• **Saved entries**

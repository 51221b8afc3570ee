//! Parser for `SHOW ENGINE INNODB STATUS` output.
//!
//! The same report arrives in two serializations depending on how the
//! client was invoked: a tab-delimited triple whose third field is the
//! narrative body (with literal `\n` escapes), or a vertical `\G` dump
//! introduced by a row of asterisks. Both yield the trimmed narrative.

use super::{ParseError, ParseResult};

/// Vertical `\G` dump: contains a separator row made of asterisks.
pub fn recognizes_vertical(raw: &str) -> bool {
    raw.lines().any(is_asterisk_row)
}

/// Tab-delimited form: some line splits into three fields.
pub fn recognizes_tabular(raw: &str) -> bool {
    raw.lines().any(|line| line.splitn(3, '\t').count() == 3)
}

fn is_asterisk_row(line: &str) -> bool {
    let trimmed = line.trim();
    trimmed.len() >= 3 && trimmed.chars().all(|c| c == '*')
}

/// Extract the narrative body from either serialization.
pub fn parse(raw: &str) -> ParseResult<String> {
    if recognizes_vertical(raw) {
        parse_vertical(raw)
    } else {
        parse_tabular(raw)
    }
}

fn parse_vertical(raw: &str) -> ParseResult<String> {
    let mut lines = raw.lines();
    for line in lines.by_ref() {
        if line.trim() == "Status:" {
            let body = lines.collect::<Vec<_>>().join("\n");
            let body = body.trim();
            if body.is_empty() {
                return Err(ParseError::MissingField("Status body".into()));
            }
            return Ok(body.to_string());
        }
    }
    Err(ParseError::MissingField("Status:".into()))
}

fn parse_tabular(raw: &str) -> ParseResult<String> {
    for line in raw.lines() {
        let fields: Vec<&str> = line.splitn(3, '\t').collect();
        if fields.len() != 3 {
            continue;
        }
        // Skip the client's header row.
        if fields[0].eq_ignore_ascii_case("Type") {
            continue;
        }
        let body = fields[2].replace("\\n", "\n");
        let body = body.trim();
        if body.is_empty() {
            return Err(ParseError::MissingField("status field".into()));
        }
        return Ok(body.to_string());
    }
    Err(ParseError::UnexpectedFormat(
        "neither vertical nor tab-delimited engine status".into(),
    ))
}
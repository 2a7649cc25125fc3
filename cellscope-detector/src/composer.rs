//! Detector image assembly.
#![allow(clippy::cast_possible_truncation, clippy::cast_sign_loss, clippy::cast_possible_wrap)]

use crate::bad_region::{map_bad_region, BadRegionRect};
use crate::orientation::Orientation;
use crate::panel::{CenterOffset, Panel, PanelLayout, ResolvedPanel};
use crate::{DetectorError, Result};
use cellscope_core::{DetectorGeometry, GeometryError, PeakRecord};
use ndarray::{s, Array2, ArrayView2};
use rayon::prelude::*;
use std::collections::HashMap;

/// Configuration for detector image assembly.
#[derive(Debug, Clone, Default)]
pub struct ComposeConfig {
    /// Composed image shape `(rows, cols)`; fitted to the panel placements when `None`.
    pub image_size: Option<(usize, usize)>,
    /// Beam-centre displacement applied to every panel.
    pub center: CenterOffset,
}

impl ComposeConfig {
    /// Creates a configuration with default values.
    #[must_use]
    pub fn new() -> Self {
        Self::default()
    }

    /// Sets an explicit composed image shape.
    #[must_use]
    pub fn with_image_size(mut self, rows: usize, cols: usize) -> Self {
        self.image_size = Some((rows, cols));
        self
    }

    /// Sets the beam-centre displacement.
    #[must_use]
    pub fn with_center(mut self, center: CenterOffset) -> Self {
        self.center = center;
        self
    }
}

/// A fully assembled detector image.
#[derive(Debug, Clone)]
pub struct ComposedImage {
    /// Pixel values, row 0 at the top.
    pub data: Array2<f32>,
    /// Panel placements in geometry order.
    pub panels: Vec<PanelLayout>,
    /// Bad regions as painted.
    pub bad_regions: Vec<BadRegionRect>,
    /// All peaks with composed-image positions.
    pub peaks: Vec<PeakRecord>,
}

impl ComposedImage {
    /// Finds the panel under composed-image pixel `(x, y)` and the raw
    /// `(fs, ss)` coordinates there. Later panels win on overlap.
    #[must_use]
    pub fn locate(&self, x: f64, y: f64) -> Option<(&str, f64, f64)> {
        self.panels
            .iter()
            .rev()
            .find(|layout| layout.contains(x, y))
            .map(|layout| {
                let (fs, ss) = layout.to_local(x, y);
                (layout.name.as_str(), fs, ss)
            })
    }
}

/// Assembles detector images for one geometry.
#[derive(Debug, Clone)]
pub struct ImageComposer {
    geometry: DetectorGeometry,
    config: ComposeConfig,
    image_size: (usize, usize),
}

impl ImageComposer {
    /// Creates a composer.
    ///
    /// # Errors
    /// Returns [`GeometryError::NoPanels`] for an empty geometry, and
    /// [`GeometryError::UnknownOrientation`] when the image size has to be
    /// fitted to a panel with unsupported direction vectors.
    pub fn new(geometry: DetectorGeometry, config: ComposeConfig) -> Result<Self> {
        if geometry.panels.is_empty() {
            return Err(GeometryError::NoPanels.into());
        }
        let image_size = match config.image_size {
            Some(size) => size,
            None => fitted_size(&geometry, config.center)?,
        };
        Ok(Self {
            geometry,
            config,
            image_size,
        })
    }

    /// The detector geometry.
    #[must_use]
    pub fn geometry(&self) -> &DetectorGeometry {
        &self.geometry
    }

    /// Shape `(rows, cols)` of the composed image.
    #[must_use]
    pub fn image_size(&self) -> (usize, usize) {
        self.image_size
    }

    /// Builds the composed image from a raw source image and the peaks found
    /// on it. Peaks naming an unknown panel are dropped with a warning.
    ///
    /// # Errors
    /// Any geometry or placement error aborts the whole build.
    pub fn compose(&self, source: ArrayView2<'_, f32>, peaks: &[PeakRecord]) -> Result<ComposedImage> {
        let image_size = self.image_size();

        let mut by_panel: HashMap<&str, Vec<PeakRecord>> = HashMap::new();
        for peak in peaks {
            if self.geometry.panel(&peak.panel).is_some() {
                by_panel.entry(peak.panel.as_str()).or_default().push(peak.clone());
            } else {
                log::warn!(
                    "peak at fs={}, ss={} names unknown panel {:?}",
                    peak.fs,
                    peak.ss,
                    peak.panel
                );
            }
        }

        let panels = self
            .geometry
            .panels
            .iter()
            .map(|geometry| {
                let peaks = by_panel.remove(geometry.name.as_str()).unwrap_or_default();
                Panel::from_source(geometry.clone(), source).map(|panel| panel.with_peaks(peaks))
            })
            .collect::<std::result::Result<Vec<_>, GeometryError>>()?;

        let resolved = panels
            .par_iter()
            .map(|panel| panel.resolve(image_size, self.config.center))
            .collect::<Result<Vec<_>>>()?;

        let mut data = Array2::<f32>::zeros(image_size);
        let mut layouts = Vec::with_capacity(resolved.len());
        let mut composed_peaks = Vec::new();
        for ResolvedPanel {
            layout,
            data: block,
            peaks,
        } in resolved
        {
            place(&mut data, &layout.name, layout.row, layout.col, &block)?;
            composed_peaks.extend(peaks);
            layouts.push(layout);
        }

        let mut bad_regions = Vec::with_capacity(self.geometry.bad_regions.len());
        for region in &self.geometry.bad_regions {
            let rect = map_bad_region(region, image_size);
            if !rect.is_empty() {
                place(&mut data, &rect.name, rect.max_y, rect.min_x, &rect.mask)?;
            }
            bad_regions.push(rect);
        }

        log::debug!(
            "composed {}x{} image from {} panels, {} bad regions, {} peaks",
            image_size.0,
            image_size.1,
            layouts.len(),
            bad_regions.len(),
            composed_peaks.len()
        );

        Ok(ComposedImage {
            data,
            panels: layouts,
            bad_regions,
            peaks: composed_peaks,
        })
    }
}

/// Smallest square shape that holds every panel where its orientation
/// places it.
///
/// Placements are computed relative to the image centre. With an even
/// half-size `h` the placement in a `2h x 2h` image is exactly `h` plus the
/// centre-relative one, since shifting by an even integer preserves both
/// floor and round-half-to-even.
fn fitted_size(
    geometry: &DetectorGeometry,
    center: CenterOffset,
) -> std::result::Result<(usize, usize), GeometryError> {
    let mut half: i64 = 1;
    for panel in &geometry.panels {
        let orientation = Orientation::classify(panel)?;
        let (rows, cols) = orientation.oriented_shape((panel.height(), panel.width()));
        let (row, col) = orientation.placement((0, 0), (panel.corner_x, panel.corner_y), (rows, cols));
        let (row, col) = (row + center.y, col + center.x);
        half = half
            .max(-row)
            .max(row + rows as i64)
            .max(-col)
            .max(col + cols as i64);
    }
    let half = (half + 1) / 2 * 2;
    let side = 2 * half as usize;
    log::debug!("fitted composed image size {side}x{side}");
    Ok((side, side))
}

/// Writes `block` into `image` with its top-left corner at `(row, col)`.
fn place(image: &mut Array2<f32>, name: &str, row: i64, col: i64, block: &Array2<f32>) -> Result<()> {
    let (image_rows, image_cols) = image.dim();
    let (rows, cols) = block.dim();
    let fits = row >= 0
        && col >= 0
        && row + rows as i64 <= image_rows as i64
        && col + cols as i64 <= image_cols as i64;
    if !fits {
        log::error!("wrong panel position: {name} at ({row}, {col})");
        return Err(DetectorError::Placement {
            name: name.to_string(),
            row,
            col,
            rows,
            cols,
            image_rows,
            image_cols,
        });
    }
    let (row, col) = (row as usize, col as usize);
    image
        .slice_mut(s![row..row + rows, col..col + cols])
        .assign(block);
    Ok(())
}
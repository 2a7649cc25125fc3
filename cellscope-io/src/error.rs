//! I/O error types.

use thiserror::Error;

/// Result type for I/O operations.
pub type Result<T> = std::result::Result<T, Error>;

/// I/O error types.
#[derive(Error, Debug)]
pub enum Error {
    /// File I/O error.
    #[error("I/O error: {0}")]
    Io(#[from] std::io::Error),

    /// Invalid file format.
    #[error("invalid file format: {0}")]
    InvalidFormat(String),

    /// Syntax error on a specific line.
    #[error("line {line}: {message}")]
    Syntax { line: usize, message: String },

    /// Geometry error.
    #[error("geometry error: {0}")]
    Geometry(#[from] cellscope_core::GeometryError),
}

• **Problem to work on**
Across the records above, how many lines contain the word "values"? Please give that number alone.

• **Task response**
2